According to the U.S. Census Bureau, there were 5.3 million stay-at-home parents in 2009. That means roughly one out of six married couples with children under the age of 18 had a parent staying home.
While these households may acknowledge the huge role that stay-at-home parents play in their families' day-to-day-lives, they may underestimate the need to purchase life insurance for them. The death of a stay-at-home parent can leave a family extremely vulnerable and can place a financial burden on the surviving spouse. Being a stay-at-home parent is a full-time job, as the saying goes, and a life insurance policy with a comparable death benefit often is needed to cover the gap in responsibilities that's created in the aftermath of such a tragedy.
Couples who stop to think about the consequences will quickly understand why it's so important that a life insurance policy covers both parents. Should something happen to the stay-at-home parent, the surviving spouse soon would find himself or herself as the primary income earner and the primary child care provider, while also coping with the loss. Too often, families fail to plan for this unexpected hardship; it's just not something most people like to think about.
In 2008, the average cost of full-time child care for an infant was $15,895 a year, while part-time care for a school-age child was $10,720 a year, according to the National Association of Child Care Resource and Referral Agencies.
It's impossible to know exactly how a widow or widower will cope with the loss of a spouse, not to mention the reaction of the children. Maybe the greatest need will be the replacement of lost income, as the surviving parent may need to take a leave of absence from work. Indeed, these various costs and outcomes are important to consider in determining the size of the life insurance policy. It may be best, for example, to plan for a certain period of lost income, in addition to a number of years of child care costs.
Affordable life insurance
According to a report from LIMRA, individual life insurance is at a 50-year low, with only 44 percent of U.S. households currently holding individual life insurance policies. It's not hard to guess why -- the same report noted that more than 40 percent of Americans say that other financial priorities are a major reason they haven't bought more life insurance.
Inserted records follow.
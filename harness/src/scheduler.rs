//! Bounded-parallel execution of discovered specifications

use crate::config::HarnessConfig;
use crate::discovery::Discovery;
use crate::executor::{Executor, ExecutorConfig};
use crate::process::ProcessRunner;
use crate::report::{Aggregator, RunReport, RunSummary};
use crate::reporter::{drive, Event, EventSink, Reporter};
use std::io::{self, Write};
use std::sync::Arc;
use tokio::sync::{mpsc, Semaphore};
use tokio::task::JoinSet;
use tokio_util::sync::CancellationToken;
use tracing::{debug, error, info};

pub struct Scheduler {
    runner: Arc<dyn ProcessRunner>,
    config: HarnessConfig,
    events: EventSink,
}

impl Scheduler {
    pub fn new(runner: Arc<dyn ProcessRunner>, config: HarnessConfig) -> Self {
        Self {
            runner,
            config,
            events: EventSink::disabled(),
        }
    }

    pub fn with_events(mut self, events: EventSink) -> Self {
        self.events = events;
        self
    }

    /// Run every specification in `discovery`, at most `parallelism` at once.
    ///
    /// Tests inside one specification stay sequential. Results are handed to
    /// a single aggregator and come back in discovery order.
    pub async fn run(&self, discovery: Discovery, cancel: &CancellationToken) -> RunSummary {
        let mut aggregator = Aggregator::new();
        for (index, diagnostic) in discovery.diagnostics {
            self.events.emit(Event::Diagnostic {
                diagnostic: diagnostic.clone(),
            });
            aggregator.add_diagnostic(index, diagnostic);
        }

        let parallelism = self.config.parallelism.max(1);
        info!(
            "Running {} specifications with parallelism {}",
            discovery.specifications.len(),
            parallelism
        );

        let executor = Arc::new(
            Executor::new(self.runner.clone(), ExecutorConfig::from(&self.config))
                .with_events(self.events.clone()),
        );
        let semaphore = Arc::new(Semaphore::new(parallelism));
        let (tx, mut rx) = mpsc::channel::<(usize, RunReport)>(parallelism);
        let mut workers = JoinSet::new();

        for (index, specification) in discovery.specifications {
            let executor = executor.clone();
            let semaphore = semaphore.clone();
            let tx = tx.clone();
            let cancel = cancel.clone();
            workers.spawn(async move {
                let Ok(_permit) = semaphore.acquire_owned().await else {
                    return;
                };
                let report = executor.run(specification, &cancel).await;
                if tx.send((index, report)).await.is_err() {
                    debug!("Aggregator closed before report {} arrived", index);
                }
            });
        }
        drop(tx);

        while let Some((index, report)) = rx.recv().await {
            aggregator.add_report(index, report);
        }
        while let Some(joined) = workers.join_next().await {
            if let Err(e) = joined {
                error!("Worker task failed: {}", e);
            }
        }

        let summary = aggregator.finish(cancel.is_cancelled());
        info!(
            "Run finished: {} passed, {} failed, {} errors, {} memory errors",
            summary.tally.passed,
            summary.tally.failed,
            summary.tally.errored,
            summary.tally.memory_errored
        );
        summary
    }
}

/// Run `discovery` with `reporter` receiving live events, then render the summary.
pub async fn run_reported<W>(
    runner: Arc<dyn ProcessRunner>,
    config: HarnessConfig,
    discovery: Discovery,
    reporter: Box<dyn Reporter>,
    out: W,
    cancel: &CancellationToken,
) -> io::Result<RunSummary>
where
    W: Write + Send + 'static,
{
    let (tx, rx) = mpsc::unbounded_channel();
    let reporting = tokio::spawn(drive(reporter, rx, out));

    let scheduler = Scheduler::new(runner, config).with_events(EventSink::new(tx));
    let summary = scheduler.run(discovery, cancel).await;
    // Dropping the last sender ends the reporter's event loop.
    drop(scheduler);

    let (mut reporter, mut out) = reporting.await.map_err(io::Error::other)??;
    reporter.finish(&summary, &mut out)?;
    out.flush()?;
    Ok(summary)
}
No doubt, balancing current needs with future risk is a tough task for families. One option is a joint life insurance policy, which means the death benefit is paid out at the first death only. Compared with single life insurance, premiums still will be higher as the likelihood of a making a claim effectively doubles, but this type of policy is significantly more manageable than dual policies. Of course, it's important to consider what will happen in the event both parents die, but a single death benefit may be enough to provide guardians who assume responsibility for the children with the extra financial support they need.
Don't assume that the only purpose of life insurance is to cover lost wages. Life insurance is about financial protection and peace of mind in the face of possible tragedy. In this respect, deciding the best way to guard against financial hardships after the death of a stay-at-home parent should be a high priority.